» ACTIVITY
Find the lines below holding the word "ConfigWeather" and copy each of them.

» ENTRIES PROVIDED
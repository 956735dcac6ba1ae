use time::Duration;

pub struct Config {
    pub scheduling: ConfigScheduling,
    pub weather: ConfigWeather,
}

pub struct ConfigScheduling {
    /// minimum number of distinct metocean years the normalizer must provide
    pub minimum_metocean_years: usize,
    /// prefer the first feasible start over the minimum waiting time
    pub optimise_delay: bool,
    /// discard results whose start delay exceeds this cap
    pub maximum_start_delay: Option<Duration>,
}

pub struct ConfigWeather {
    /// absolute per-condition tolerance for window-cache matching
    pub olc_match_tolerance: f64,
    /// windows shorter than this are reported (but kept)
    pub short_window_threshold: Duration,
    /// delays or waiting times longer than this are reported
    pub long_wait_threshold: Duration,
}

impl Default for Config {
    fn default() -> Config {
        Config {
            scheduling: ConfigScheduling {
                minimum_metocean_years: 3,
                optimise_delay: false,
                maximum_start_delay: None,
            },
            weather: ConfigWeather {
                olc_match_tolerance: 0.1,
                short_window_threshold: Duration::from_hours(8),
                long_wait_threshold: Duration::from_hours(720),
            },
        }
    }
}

...

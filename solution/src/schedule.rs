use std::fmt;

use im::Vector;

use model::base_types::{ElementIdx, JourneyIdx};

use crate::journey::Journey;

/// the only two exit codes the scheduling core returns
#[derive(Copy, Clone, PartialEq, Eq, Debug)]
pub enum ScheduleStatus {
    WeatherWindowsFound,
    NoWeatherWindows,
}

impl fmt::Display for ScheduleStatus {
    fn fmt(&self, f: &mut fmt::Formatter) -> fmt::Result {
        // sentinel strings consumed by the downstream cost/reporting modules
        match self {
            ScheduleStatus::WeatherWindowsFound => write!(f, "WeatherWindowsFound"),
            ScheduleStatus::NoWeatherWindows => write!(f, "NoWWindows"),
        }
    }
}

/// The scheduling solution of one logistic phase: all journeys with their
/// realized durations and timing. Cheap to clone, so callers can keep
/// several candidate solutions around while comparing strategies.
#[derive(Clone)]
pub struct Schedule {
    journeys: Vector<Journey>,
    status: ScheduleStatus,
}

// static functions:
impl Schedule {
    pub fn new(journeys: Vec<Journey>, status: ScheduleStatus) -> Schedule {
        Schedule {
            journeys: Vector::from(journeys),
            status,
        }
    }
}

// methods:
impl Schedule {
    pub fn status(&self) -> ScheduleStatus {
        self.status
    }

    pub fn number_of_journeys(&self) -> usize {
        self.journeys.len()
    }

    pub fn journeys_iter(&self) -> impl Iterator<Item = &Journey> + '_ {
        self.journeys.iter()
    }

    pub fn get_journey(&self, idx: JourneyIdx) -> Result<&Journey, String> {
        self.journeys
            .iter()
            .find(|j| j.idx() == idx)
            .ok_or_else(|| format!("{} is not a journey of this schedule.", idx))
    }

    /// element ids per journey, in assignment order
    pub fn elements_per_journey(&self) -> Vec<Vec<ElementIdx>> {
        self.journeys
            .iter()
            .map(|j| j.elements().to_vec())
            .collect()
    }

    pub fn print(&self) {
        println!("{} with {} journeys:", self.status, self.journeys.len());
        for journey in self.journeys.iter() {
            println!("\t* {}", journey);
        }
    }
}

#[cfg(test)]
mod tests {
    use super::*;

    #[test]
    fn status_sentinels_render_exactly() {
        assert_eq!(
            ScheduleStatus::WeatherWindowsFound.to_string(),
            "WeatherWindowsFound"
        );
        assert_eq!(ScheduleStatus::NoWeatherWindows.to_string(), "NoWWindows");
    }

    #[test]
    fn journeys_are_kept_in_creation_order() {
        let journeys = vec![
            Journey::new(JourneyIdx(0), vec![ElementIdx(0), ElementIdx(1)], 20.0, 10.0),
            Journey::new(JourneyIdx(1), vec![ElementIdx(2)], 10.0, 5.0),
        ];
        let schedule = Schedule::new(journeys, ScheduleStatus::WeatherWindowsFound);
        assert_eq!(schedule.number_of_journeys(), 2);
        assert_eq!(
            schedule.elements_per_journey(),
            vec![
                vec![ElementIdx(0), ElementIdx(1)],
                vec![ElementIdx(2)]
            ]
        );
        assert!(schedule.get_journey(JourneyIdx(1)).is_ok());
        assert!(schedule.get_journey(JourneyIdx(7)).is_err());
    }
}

» SOLUTION TO THIS TASK
    pub weather: ConfigWeather,
pub struct ConfigWeather {
            weather: ConfigWeather {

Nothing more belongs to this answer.